Why We Should Support Black Banks


For years, Black-owned banks have successfully made capital available to a greater percentage of Black applicants than loans from other banks. They’ve also been a huge benefit to the communities they serve — especially as nearly 70% of Black communities lack a single traditional bank branch, according to Robert F. Smith

However, the number of Black-owned Banks are dwindling. America boasted 36 Black-owned banks 15 years ago — now there are just 18, according to new government data

The lack of Black-owned banks has major ripple effects for communities of color. For example, a Wall Street Journal analysis of federal data showed that would-be borrowers in Black neighborhoods would be less likely to have their home loans approved than borrowers in other neighborhoods over the past decade. This impact was acutely felt this spring when Congress passed the Paycheck Protection Program (PPP) that largely shut out Black business owners because the program prioritized traditional lenders and banks where people of color are less likely to have relationships with. 
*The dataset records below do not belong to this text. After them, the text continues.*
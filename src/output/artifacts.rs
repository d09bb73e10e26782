//! Step Artifacts
//!
//! Every executed tool step leaves three files in the module's artifact
//! directory: `<step>.txt` (raw output), `<step>.meta.json` (execution
//! metadata) and, when parsing yields records, `<step>.json`.
//!
//! Writes are retried once; a second failure is logged and never fails the
//! step.

use std::fs;
use std::path::{Path, PathBuf};
use std::thread;
use std::time::Duration;

use chrono::Utc;
use log::{debug, warn};
use serde::Serialize;

use crate::error::EngineError;

use super::parser::OutputParser;

const RETRY_DELAY: Duration = Duration::from_millis(150);
const STDERR_MARKER: &str = "--- STDERR ---";

/// What a finished process produced, as needed for persistence.
#[derive(Debug, Clone)]
pub struct StepOutput<'a> {
    pub step_name: &'a str,
    pub tool: &'a str,
    pub module_id: &'a str,
    pub module_name: &'a str,
    pub command: &'a str,
    pub stdout: &'a str,
    pub stderr: &'a str,
    pub exit_code: Option<i32>,
    pub duration: Duration,
    pub timed_out: bool,
}

/// Contents of `<step>.meta.json`.
#[derive(Serialize, Debug, Clone, PartialEq)]
pub struct StepMetadata {
    pub step_name: String,
    pub tool: String,
    pub module_id: String,
    pub module_name: String,
    pub timestamp: String,
    pub duration_seconds: f64,
    pub line_count: usize,
    pub file_size: u64,
    pub command: String,
    pub exit_code: Option<i32>,
    pub parser: String,
    pub record_count: usize,
    pub timed_out: bool,
}

/// Paths written by [`save_artifacts`].
#[derive(Debug, Clone, Default, PartialEq)]
pub struct SavedArtifacts {
    pub raw: Option<PathBuf>,
    pub metadata: Option<PathBuf>,
    pub records: Option<PathBuf>,
}

/// Writes `contents` to `path`, creating parent directories, retrying once.
pub fn write_with_retry(path: &Path, contents: &[u8]) -> Result<(), EngineError> {
    let attempt = || -> std::io::Result<()> {
        if let Some(parent) = path.parent() {
            fs::create_dir_all(parent)?;
        }
        fs::write(path, contents)
    };

    attempt().or_else(|first| {
        debug!("Write to {} failed ({}), retrying", path.display(), first);
        thread::sleep(RETRY_DELAY);
        attempt()
    })
    .map_err(|source| EngineError::Persistence {
        path: path.to_path_buf(),
        source,
    })
}

/// Copies `from` to `to`, retrying once.
pub fn copy_with_retry(from: &Path, to: &Path) -> Result<(), EngineError> {
    let attempt = || -> std::io::Result<()> {
        if let Some(parent) = to.parent() {
            fs::create_dir_all(parent)?;
        }
        fs::copy(from, to).map(|_| ())
    };

    attempt().or_else(|_| {
        thread::sleep(RETRY_DELAY);
        attempt()
    })
    .map_err(|source| EngineError::Persistence {
        path: to.to_path_buf(),
        source,
    })
}

fn keep_or_warn(result: Result<(), EngineError>, path: PathBuf) -> Option<PathBuf> {
    match result {
        Ok(()) => Some(path),
        Err(e) => {
            warn!("{}", e);
            None
        }
    }
}

/// Raw text artifact: stdout, then stderr under a marker line.
pub fn raw_text(stdout: &str, stderr: &str) -> String {
    if stderr.trim().is_empty() {
        return stdout.to_string();
    }
    let mut text = String::with_capacity(stdout.len() + stderr.len() + 32);
    text.push_str(stdout);
    if !stdout.is_empty() && !stdout.ends_with('\n') {
        text.push('\n');
    }
    text.push_str(STDERR_MARKER);
    text.push('\n');
    text.push_str(stderr);
    text
}

/// Persists the raw output, metadata and parsed records of a step into `dir`.
///
/// Failures are logged; whatever was written is returned.
pub fn save_artifacts(dir: &Path, output: &StepOutput<'_>, parser: &OutputParser) -> SavedArtifacts {
    let mut saved = SavedArtifacts::default();

    let raw_path = dir.join(format!("{}.txt", output.step_name));
    let raw = raw_text(output.stdout, output.stderr);
    saved.raw = keep_or_warn(write_with_retry(&raw_path, raw.as_bytes()), raw_path);

    let parsed = parser.parse(output.tool, output.stdout);
    if !parsed.records.is_empty() {
        let records_path = dir.join(format!("{}.json", output.step_name));
        match serde_json::to_vec_pretty(&parsed.records) {
            Ok(bytes) => {
                saved.records = keep_or_warn(write_with_retry(&records_path, &bytes), records_path);
            }
            Err(e) => warn!("Failed to encode records for '{}': {}", output.step_name, e),
        }
    }

    let metadata = StepMetadata {
        step_name: output.step_name.to_string(),
        tool: output.tool.to_string(),
        module_id: output.module_id.to_string(),
        module_name: output.module_name.to_string(),
        timestamp: Utc::now().to_rfc3339(),
        duration_seconds: output.duration.as_secs_f64(),
        line_count: output.stdout.lines().filter(|l| !l.trim().is_empty()).count(),
        file_size: raw.len() as u64,
        command: output.command.to_string(),
        exit_code: output.exit_code,
        parser: parsed.parser,
        record_count: parsed.records.len(),
        timed_out: output.timed_out,
    };

    let meta_path = dir.join(format!("{}.meta.json", output.step_name));
    match serde_json::to_vec_pretty(&metadata) {
        Ok(bytes) => saved.metadata = keep_or_warn(write_with_retry(&meta_path, &bytes), meta_path),
        Err(e) => warn!("Failed to encode metadata for '{}': {}", output.step_name, e),
    }

    debug!(
        "Saved artifacts for '{}' ({} records)",
        output.step_name, metadata.record_count
    );
    saved
}
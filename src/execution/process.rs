//! Shell Process Runner
//!
//! Runs one command line through `bash -c` with captured output, optional
//! stdin and an optional timeout. On timeout the whole process group is
//! killed so pipelines started by the command die with it.

use std::io::{self, Read, Write};
use std::path::Path;
use std::process::{Child, Command, Stdio};
use std::thread::{self, JoinHandle};
use std::time::{Duration, Instant};

use log::{debug, warn};

/// Interval between exit checks while a command runs.
const POLL_INTERVAL: Duration = Duration::from_millis(50);

/// Captured result of a finished (or killed) command.
#[derive(Debug, Clone, PartialEq)]
pub struct ProcessOutput {
    pub stdout: String,
    pub stderr: String,
    /// Exit code; `None` when terminated by a signal
    pub code: Option<i32>,
    pub timed_out: bool,
    pub duration: Duration,
}

impl ProcessOutput {
    pub fn success(&self) -> bool {
        !self.timed_out && self.code == Some(0)
    }
}

fn spawn_reader<R: Read + Send + 'static>(mut pipe: R) -> JoinHandle<Vec<u8>> {
    thread::spawn(move || {
        let mut buf = Vec::new();
        if let Err(e) = pipe.read_to_end(&mut buf) {
            debug!("Pipe read ended early: {}", e);
        }
        buf
    })
}

fn collect(handle: Option<JoinHandle<Vec<u8>>>) -> String {
    handle
        .and_then(|h| h.join().ok())
        .map(|bytes| String::from_utf8_lossy(&bytes).into_owned())
        .unwrap_or_default()
}

#[cfg(unix)]
fn kill_process_group(child: &mut Child) {
    // The child leads its own group (`process_group(0)`), so its pid is the pgid.
    let Ok(pgid) = libc::pid_t::try_from(child.id()) else {
        kill_child(child);
        return;
    };
    // SAFETY: killpg only sends a signal; pgid names the group spawned above.
    if unsafe { libc::killpg(pgid, libc::SIGKILL) } == -1 {
        debug!("killpg({}) failed: {}", pgid, io::Error::last_os_error());
        kill_child(child);
    }
}

#[cfg(not(unix))]
fn kill_process_group(child: &mut Child) {
    kill_child(child);
}

fn kill_child(child: &mut Child) {
    if let Err(e) = child.kill() {
        warn!("Failed to kill pid {}: {}", child.id(), e);
    }
}

/// Runs `command` with `bash -c` in `cwd`.
///
/// Returns an error only when the process cannot be started or waited on;
/// a non-zero exit or a timeout is reported through [`ProcessOutput`].
pub fn run_shell(
    command: &str,
    cwd: &Path,
    stdin: Option<String>,
    timeout: Option<Duration>,
) -> io::Result<ProcessOutput> {
    let mut cmd = Command::new("bash");
    cmd.arg("-c")
        .arg(command)
        .current_dir(cwd)
        .stdin(if stdin.is_some() { Stdio::piped() } else { Stdio::null() })
        .stdout(Stdio::piped())
        .stderr(Stdio::piped());

    #[cfg(unix)]
    {
        use std::os::unix::process::CommandExt;
        cmd.process_group(0);
    }

    let start = Instant::now();
    let mut child = cmd.spawn()?;
    debug!("Spawned pid {}: {}", child.id(), command);

    let writer = match (child.stdin.take(), stdin) {
        (Some(mut pipe), Some(input)) => Some(thread::spawn(move || {
            if let Err(e) = pipe.write_all(input.as_bytes()) {
                if e.kind() != io::ErrorKind::BrokenPipe {
                    debug!("Failed to write stdin: {}", e);
                }
            }
        })),
        _ => None,
    };

    let stdout = child.stdout.take().map(spawn_reader);
    let stderr = child.stderr.take().map(spawn_reader);

    let mut timed_out = false;
    let status = loop {
        match child.try_wait()? {
            Some(status) => break status,
            None => {
                if let Some(limit) = timeout {
                    if start.elapsed() >= limit {
                        warn!("Command exceeded {:?}, killing: {}", limit, command);
                        kill_process_group(&mut child);
                        timed_out = true;
                        break child.wait()?;
                    }
                }
                thread::sleep(POLL_INTERVAL);
            }
        }
    };

    if let Some(writer) = writer {
        let _ = writer.join();
    }

    Ok(ProcessOutput {
        stdout: collect(stdout),
        stderr: collect(stderr),
        code: if timed_out { None } else { status.code() },
        timed_out,
        duration: start.elapsed(),
    })
}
“The deprivation of capital is one of the areas that creates a major problem to the enablement of the African American community,” Robert F. Smith said during Forbes Philanthropy Summit. “The first thing to do is put capital into those branch banks to lend to these small businesses to actually create an opportunity set…drive it into these small businesses, which employs 60 percent-plus of African Americans.”

Smith has also been vocal about the need for the private sector to play a role in addressing the racial wealth gap by giving at least 2% of its profits to empower Black communities, which could provide billions of dollars to Black-owned businesses, banks and community development efforts.